• Assignment
Copy each line of the records below, from the first through the one that contains "let starts: Vec<u64>", exactly as written.

-- Input follows --

use storyreel_core::{
    AssetSourceType, CompletionMode, Entity, LatentStory, Project, ProjectMeta, Segment,
    SegmentCategory, SegmentStatus, latent_story,
};
use storyreel_error::{StorageErrorKind, StoryreelErrorKind};

fn segment(category: SegmentCategory, track: u32, start: u64, prompt: &str) -> Segment {
    Segment::builder()
        .track(track)
        .start_time_ms(start)
        .end_time_ms(start + 3000)
        .category(category)
        .prompt(prompt)
        .build()
        .unwrap()
}

fn two_shot_project() -> Project {
    let meta = ProjectMeta::builder()
        .title("Harbor")
        .description("boats at dawn")
        .build()
        .unwrap();
    let mut project = Project::new(meta);
    project.entities.push(
        Entity::builder()
            .id("captain")
            .label("Captain")
            .description("an old sailor")
            .build()
            .unwrap(),
    );

    // stored out of order on purpose
    project.push(segment(SegmentCategory::Camera, 4, 3000, "video"));
    project.push(segment(SegmentCategory::Dialogue, 3, 3000, "land ho"));
    project.push(segment(SegmentCategory::Camera, 4, 0, "video"));
    project.push(segment(SegmentCategory::Storyboard, 1, 0, "a harbor"));
    project.push(segment(SegmentCategory::Interface, 2, 0, "Dawn"));
    project.push(segment(SegmentCategory::Dialogue, 3, 0, "good morning"));
    project
}

#[test]
fn empty_project_ends_at_zero() {
    let project = Project::default();
    assert_eq!(project.end_time_ms(), 0);
    assert!(project.shots().is_empty());
    assert_eq!(*project.meta.width(), 1024);
    assert_eq!(*project.meta.height(), 576);
}

#[test]
fn shots_are_ordered_by_start_time() {
    let project = two_shot_project();
    let starts: Vec<u64> = project.shots().iter().map(|s| s.start_time_ms).collect();
    assert_eq!(starts, vec![0, 3000]);
    assert_eq!(project.end_time_ms(), 6000);
}

#[test]
fn latent_story_summarizes_each_shot() {
    let project = two_shot_project();
    assert_eq!(
        latent_story(&project),
        vec![
            LatentStory {
                comment: "Dawn".to_string(),
                image: "a harbor".to_string(),
                voice: "good morning".to_string(),
            },
            LatentStory {
                comment: String::new(),
                image: String::new(),
                voice: "land ho".to_string(),
            },
        ]
    );
}

#[test]
fn tracks_count_segments() {
    let project = two_shot_project();
    let tracks = project.tracks();
    assert_eq!(tracks.get(&4), Some(&2));
    assert_eq!(tracks.get(&3), Some(&2));
    assert_eq!(tracks.get(&1), Some(&1));
}

#[test]
fn entity_index_finds_entities() {
    let project = two_shot_project();
    let index = project.entity_index();
    assert_eq!(index["captain"].visual_description(), "an old sailor");
    assert!(project.entity("nobody").is_none());
}

#[test]
fn new_segments_get_unique_ids_and_defaults() {
    let a = Segment::builder().build().unwrap();
    let b = Segment::builder().build().unwrap();
    assert_ne!(a.id, b.id);
    assert_eq!(a.status, SegmentStatus::ToGenerate);
    assert_eq!(a.asset_source_type, AssetSourceType::Empty);
    assert_eq!(a.category, SegmentCategory::Generic);
}

#[test]
fn project_survives_a_file_round_trip() {
    let dir = tempfile::tempdir().unwrap();
    let path = dir.path().join("harbor.json");

    let project = two_shot_project();
    project.to_file(&path).expect("Failed to save project");
    let loaded = Project::from_file(&path).expect("Failed to load project");

    assert_eq!(loaded, project);
}

#[test]
fn missing_file_is_a_storage_error() {
    let dir = tempfile::tempdir().unwrap();
    let err = Project::from_file(dir.path().join("nope.json")).unwrap_err();
    match err.kind() {
        StoryreelErrorKind::Storage(e) => {
            assert!(matches!(e.kind, StorageErrorKind::NotFound(_)))
        }
        other => panic!("unexpected error: {}", other),
    }
}

#[test]
fn partial_json_fills_defaults() {
    let json = r#"{
        "meta": { "title": "Sketch" },
        "segments": [
            { "category": "camera", "start_time_ms": 0, "end_time_ms": 2000 }
        ]
    }"#;
    let project: Project = json.parse().expect("Failed to parse project");
    assert_eq!(project.meta.title(), "Sketch");
    assert_eq!(*project.meta.width(), 1024);
    assert_eq!(project.segments[0].category, SegmentCategory::Camera);
    assert_eq!(project.segments[0].status, SegmentStatus::ToGenerate);
    assert!(!project.segments[0].id.is_empty());
}

#[test]
fn malformed_json_is_a_json_error() {
    let err = "{ not json".parse::<Project>().unwrap_err();
    assert!(matches!(err.kind(), StoryreelErrorKind::Json(_)));
}

#[test]
fn completion_mode_parses_case_insensitively() {
    assert_eq!("FULL".parse::<CompletionMode>().unwrap(), CompletionMode::Full);
    assert_eq!("partial".parse::<CompletionMode>().unwrap(), CompletionMode::Partial);
    assert!("merge".parse::<CompletionMode>().is_err());
}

-- Input concluded --

• Worked solution
use storyreel_core::{
    AssetSourceType, CompletionMode, Entity, LatentStory, Project, ProjectMeta, Segment,
    SegmentCategory, SegmentStatus, latent_story,
};
use storyreel_error::{StorageErrorKind, StoryreelErrorKind};

fn segment(category: SegmentCategory, track: u32, start: u64, prompt: &str) -> Segment {
    Segment::builder()
        .track(track)
        .start_time_ms(start)
        .end_time_ms(start + 3000)
        .category(category)
        .prompt(prompt)
        .build()
        .unwrap()
}

fn two_shot_project() -> Project {
    let meta = ProjectMeta::builder()
        .title("Harbor")
        .description("boats at dawn")
        .build()
        .unwrap();
    let mut project = Project::new(meta);
    project.entities.push(
        Entity::builder()
            .id("captain")
            .label("Captain")
            .description("an old sailor")
            .build()
            .unwrap(),
    );

    // stored out of order on purpose
    project.push(segment(SegmentCategory::Camera, 4, 3000, "video"));
    project.push(segment(SegmentCategory::Dialogue, 3, 3000, "land ho"));
    project.push(segment(SegmentCategory::Camera, 4, 0, "video"));
    project.push(segment(SegmentCategory::Storyboard, 1, 0, "a harbor"));
    project.push(segment(SegmentCategory::Interface, 2, 0, "Dawn"));
    project.push(segment(SegmentCategory::Dialogue, 3, 0, "good morning"));
    project
}

#[test]
fn empty_project_ends_at_zero() {
    let project = Project::default();
    assert_eq!(project.end_time_ms(), 0);
    assert!(project.shots().is_empty());
    assert_eq!(*project.meta.width(), 1024);
    assert_eq!(*project.meta.height(), 576);
}

#[test]
fn shots_are_ordered_by_start_time() {
    let project = two_shot_project();
    let starts: Vec<u64> = project.shots().iter().map(|s| s.start_time_ms).collect();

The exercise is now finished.